=== Brief ===
Return verbatim every line from the first line of the data below to the line that contains "#[derive(Debug, Clone, PartialEq, Eq, Hash, PartialOrd, Ord)]", inclusive, and no further.

(Items from a dataset)
'''

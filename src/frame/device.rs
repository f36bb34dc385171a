//! Device identifier

/// Identifier of one physical camera device
///
/// Opaque to the relay; every per-device map is keyed by it.
#[derive(Debug, Clone, PartialEq, Eq, Hash, PartialOrd, Ord)]
pub struct DeviceId(String);

impl DeviceId {
    /// Create a device id
    pub fn new(id: impl Into<String>) -> Self {
        Self(id.into())
    }

    /// Borrow the raw id
    pub fn as_str(&self) -> &str {
        &self.0
    }

    /// Id with characters unsafe for a single path component replaced by `_`
    pub fn path_safe(&self) -> String {
        self.0
            .chars()
            .map(|c| match c {
                ':' | '/' | '\\' => '_',
                c => c,
            })
            .collect()
    }
}

impl std::fmt::Display for DeviceId {
    fn fmt(&self, f: &mut std::fmt::Formatter<'_>) -> std::fmt::Result {
        f.write_str(&self.0)
    }
}

impl From<&str> for DeviceId {
    fn from(id: &str) -> Self {
        Self::new(id)
    }
}

impl From<String> for DeviceId {
    fn from(id: String) -> Self {
        Self(id)
    }
}
//! Crate-level error type
//!
//! Each module owns its error enum; this aggregates them for callers that
//! just want one `Result`.

use thiserror::Error;

use crate::bus::BusError;
use crate::frame::FrameError;
use crate::relay::RelayError;

/// Result alias used across the crate
pub type Result<T> = std::result::Result<T, Error>;

/// Top-level error
#[derive(Debug, Error)]
pub enum Error {
    #[error(transparent)]
    Relay(#[from] RelayError),

    #[error(transparent)]
    Bus(#[from] BusError),

    #[error(transparent)]
    Frame(#[from] FrameError),

    #[error("I/O error: {0}")]
    Io(#[from] std::io::Error),
}
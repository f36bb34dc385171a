//! Frame types for the relay
//!
//! This module provides:
//! - `DeviceId`, the key for all per-device state
//! - `Frame`, one multipart chunk ready to be written verbatim to a viewer
//! - `FrameEncoder`, base64 decoding and multipart framing

pub mod device;
pub mod encoder;
pub mod error;

pub use device::DeviceId;
pub use encoder::{Frame, FrameEncoder, MULTIPART_BOUNDARY, MULTIPART_CONTENT_TYPE};
pub use error::FrameError;
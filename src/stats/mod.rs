//! Relay statistics

pub mod metrics;

pub use metrics::{DeviceCounters, DeviceStats, RelayStats};
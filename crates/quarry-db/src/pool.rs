//! # Database Pool Management
//!
//! Connection pool creation and unit-of-work hand-out.
//!
//! ## Architecture
//! ```text
//! ┌─────────────────────────────────────────────────────────────────────────┐
//! │                      Database Connection Pool                           │
//! │                                                                         │
//! │  DbConfig::new(path) / DbConfig::from_env()                            │
//! │       │                                                                 │
//! │       ▼                                                                 │
//! │  Database::new(config).await ← Create pool + run migrations            │
//! │       │                                                                 │
//! │       ▼                                                                 │
//! │  ┌─────────────────────────────────────────┐                           │
//! │  │            SqlitePool                    │                           │
//! │  │  ┌─────┐ ┌─────┐ ┌─────┐ ┌─────┐       │                           │
//! │  │  │Conn1│ │Conn2│ │Conn3│ │Conn4│ ...   │  (max_connections)        │
//! │  │  └─────┘ └─────┘ └─────┘ └─────┘       │                           │
//! │  └─────────────────────────────────────────┘                           │
//! │       │                                                                 │
//! │       ▼                                                                 │
//! │  db.unit_of_work() ──► UnitOfWork A holds Conn1 until dispose()        │
//! │  db.unit_of_work() ──► UnitOfWork B holds Conn2 until dispose()        │
//! │  (isolation between units of work is SQLite's)                         │
//! │                                                                         │
//! └─────────────────────────────────────────────────────────────────────────┘
//! ```
//!
//! ## WAL Mode
//! File databases run in WAL (Write-Ahead Logging) mode:
//! - Readers don't block writers
//! - Writers don't block readers
//! - Better crash recovery

use std::str::FromStr;
use std::sync::Arc;

use sqlx::sqlite::{SqliteConnectOptions, SqliteJournalMode, SqlitePoolOptions, SqliteSynchronous};
use sqlx::SqlitePool;
use tracing::{debug, info};

use crate::config::DbConfig;
use crate::error::{DbError, DbResult};
use crate::migrations;
use crate::unit_of_work::UnitOfWork;

/// Main database handle.
///
/// Cheap to clone; all clones share one pool.
#[derive(Debug, Clone)]
pub struct Database {
    /// The SQLite connection pool.
    pool: SqlitePool,
    config: Arc<DbConfig>,
}

impl Database {
    /// Creates a new database connection pool.
    ///
    /// ## What This Does
    /// 1. Creates the database file if it doesn't exist
    /// 2. Configures SQLite:
    ///    - WAL mode for concurrent reads (file databases)
    ///    - NORMAL synchronous (balance of safety/speed)
    ///    - Foreign keys enabled
    /// 3. Creates the connection pool
    /// 4. Runs migrations (if enabled)
    ///
    /// ## Example
    /// ```rust,ignore
    /// let db = Database::new(DbConfig::new("./quarry.db")).await?;
    /// ```
    pub async fn new(config: DbConfig) -> DbResult<Self> {
        info!(
            path = %config.database_path.display(),
            "Initializing database connection"
        );

        let connect_options = if config.is_in_memory() {
            // One shared-cache database per options value: every pooled
            // connection sees the same data.
            SqliteConnectOptions::from_str("sqlite::memory:")
                .map_err(|e| DbError::ConnectionFailed(e.to_string()))?
                .foreign_keys(true)
        } else {
            let connect_url = format!("sqlite://{}?mode=rwc", config.database_path.display());
            SqliteConnectOptions::from_str(&connect_url)
                .map_err(|e| DbError::ConnectionFailed(e.to_string()))?
                .journal_mode(SqliteJournalMode::Wal)
                .synchronous(SqliteSynchronous::Normal)
                .foreign_keys(true)
                .create_if_missing(true)
        };

        debug!("Connection options configured");

        let mut pool_options = SqlitePoolOptions::new()
            .max_connections(config.max_connections)
            .min_connections(config.min_connections)
            .acquire_timeout(config.connect_timeout)
            .idle_timeout(config.idle_timeout);
        if config.is_in_memory() {
            pool_options = pool_options.max_lifetime(None);
        }

        let pool = pool_options
            .connect_with(connect_options)
            .await
            .map_err(|e| DbError::ConnectionFailed(e.to_string()))?;

        info!(
            max_connections = config.max_connections,
            "Database pool created"
        );

        let db = Database {
            pool,
            config: Arc::new(config),
        };

        if db.config.run_migrations {
            db.run_migrations().await?;
        }

        Ok(db)
    }

    /// Runs database migrations.
    ///
    /// Called by `new()` when `run_migrations` is set.
    pub async fn run_migrations(&self) -> DbResult<()> {
        info!("Running database migrations");
        migrations::run_migrations(&self.pool).await?;
        info!("Migrations complete");
        Ok(())
    }

    /// Which schema migrations the store has applied.
    pub async fn migration_status(&self) -> DbResult<migrations::MigrationStatus> {
        migrations::migration_status(&self.pool).await
    }

    /// Returns a reference to the connection pool.
    pub fn pool(&self) -> &SqlitePool {
        &self.pool
    }

    pub fn config(&self) -> &DbConfig {
        &self.config
    }

    /// Opens a unit of work on its own pooled connection.
    ///
    /// The connection is held until [`UnitOfWork::dispose`] (or drop), so
    /// at most `max_connections` units of work can be open at once.
    pub async fn unit_of_work(&self) -> DbResult<UnitOfWork> {
        let connection = self.pool.acquire().await?;
        let uow = UnitOfWork::new(connection, Arc::clone(&self.config));
        debug!(uow = %uow.id(), "Unit of work opened");
        Ok(uow)
    }

    /// Closes the database connection pool.
    ///
    /// ## Note
    /// After calling close, opening a unit of work fails.
    pub async fn close(&self) {
        info!("Closing database connection pool");
        self.pool.close().await;
    }

    /// Checks if the database is healthy (can execute queries).
    pub async fn health_check(&self) -> bool {
        sqlx::query("SELECT 1")
            .execute(&self.pool)
            .await
            .is_ok()
    }
}

// =============================================================================
// Unit Tests
// =============================================================================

'''

=== The completed task ===
filename src/frame/device.rs
repository f36bb34dc385171a
//! Device identifier

/// Identifier of one physical camera device
///
/// Opaque to the relay; every per-device map is keyed by it.
#[derive(Debug, Clone, PartialEq, Eq, Hash, PartialOrd, Ord)]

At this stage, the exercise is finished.